1. Among the Bolls of Cotton
In the first chapter of McCarthy’s novel, the Kid runs away from his Tennessee home and “wanders west as far as Memphis, a solitary migrant on that flat and pastoral landscape” and sees “Blacks in the fields, lank and stooped, their fingers spiderlike among the bolls of cotton. A shadowed agony in the garden.” (4)
This is the first reference to slavery in Blood Meridian; it will hardly be the last. The year is 1847 and the United States is at war in Mexico. When the Mexican-American War ends on February 2nd, 1848 with the signing of the Treaty of Guadalupe Hidalgo, Mexico cedes fifty-five percent of its territory to the US and America adds the present-day states of California, Nevada, New Mexico, Utah, Arizona, and Colorado to its “Empire of Liberty.”
The acquisition would lead to the Civil War a decade later, a conflicted that claimed the lives of 620,000 men, or roughly two percent of the nation’s population.1
The issue of slavery caused this American Apocalypse. There are people who say otherwise, but those people have never opened a history book.
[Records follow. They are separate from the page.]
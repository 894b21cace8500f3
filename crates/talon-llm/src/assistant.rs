use async_trait::async_trait;
use serde::{Deserialize, Serialize};
use std::time::Duration;
use talon_core::{ScheduledJob, SchedulerFireError};
use tracing::{debug, info};

/// What a fired job hands to the assistant.
#[derive(Debug, Clone, PartialEq, Eq, Serialize, Deserialize)]
pub struct AssistantRequest {
    pub job_id: String,
    /// The job's task text, resubmitted verbatim.
    pub task: String,
    pub description: String,
}

impl From<&ScheduledJob> for AssistantRequest {
    fn from(job: &ScheduledJob) -> Self {
        Self {
            job_id: job.id.clone(),
            task: job.task.clone(),
            description: job.description.clone(),
        }
    }
}

/// Re-entry point for scheduled work: the scheduler loop submits a job's task
/// text here as if a user had just asked for it.
#[async_trait]
pub trait Assistant: Send + Sync {
    /// Run the task and return the assistant's reply.
    async fn submit(&self, request: AssistantRequest) -> Result<String, SchedulerFireError>;

    /// Name used in logs.
    fn name(&self) -> &str;
}

/// Posts fired jobs to an external assistant endpoint as JSON.
pub struct WebhookAssistant {
    client: reqwest::Client,
    url: String,
    token: Option<String>,
}

impl WebhookAssistant {
    pub fn new(url: impl Into<String>) -> Self {
        Self {
            client: reqwest::Client::builder()
                .timeout(Duration::from_secs(120))
                .build()
                .unwrap_or_default(),
            url: url.into(),
            token: None,
        }
    }

    /// Send `Authorization: Bearer <token>` with every request.
    pub fn with_token(mut self, token: Option<String>) -> Self {
        self.token = token;
        self
    }

    pub fn url(&self) -> &str {
        &self.url
    }
}

#[async_trait]
impl Assistant for WebhookAssistant {
    async fn submit(&self, request: AssistantRequest) -> Result<String, SchedulerFireError> {
        let job_id = request.job_id.clone();
        let fail = |reason: String| SchedulerFireError {
            job_id: job_id.clone(),
            reason,
        };

        debug!(job_id = %request.job_id, url = %self.url, "posting job to assistant webhook");

        let mut req = self.client.post(&self.url).json(&request);
        if let Some(ref token) = self.token {
            req = req.bearer_auth(token);
        }

        let resp = req
            .send()
            .await
            .map_err(|e| fail(format!("webhook request failed: {}", e)))?;

        let status = resp.status();
        let body = resp.text().await.unwrap_or_default();
        if !status.is_success() {
            return Err(fail(format!("webhook HTTP {}: {}", status, body)));
        }

        info!(job_id = %request.job_id, status = %status, "assistant webhook accepted job");
        Ok(body)
    }

    fn name(&self) -> &str {
        "webhook"
    }
}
When the US acquired all this territory from its war with Mexico, the acquisition at first seemed a great boon. But with these territorial gains came an argument that unbalanced the Republic. As the new acquisitions were organized and admitted to the Union, political factions warred over which would be slave states and which will be free. In 1850, President Zachary Taylor almost ordered the US Army to invade Texas—a move which would have got the Civil War going then and there. But a new compromise was reached (the Compromise of 1850) and the can was kicked down the road for another decade: ten more years of ritual torture and mass murder for enslaved people in both Southern and Northern states.
Most of Blood Meridian occurs in those tinderbox years after the Mexican-American War (1849-51) when America sat atop a powder keg and was primed for detonation. Glanton's Gang rides along a meridian that is actually a lit fuse.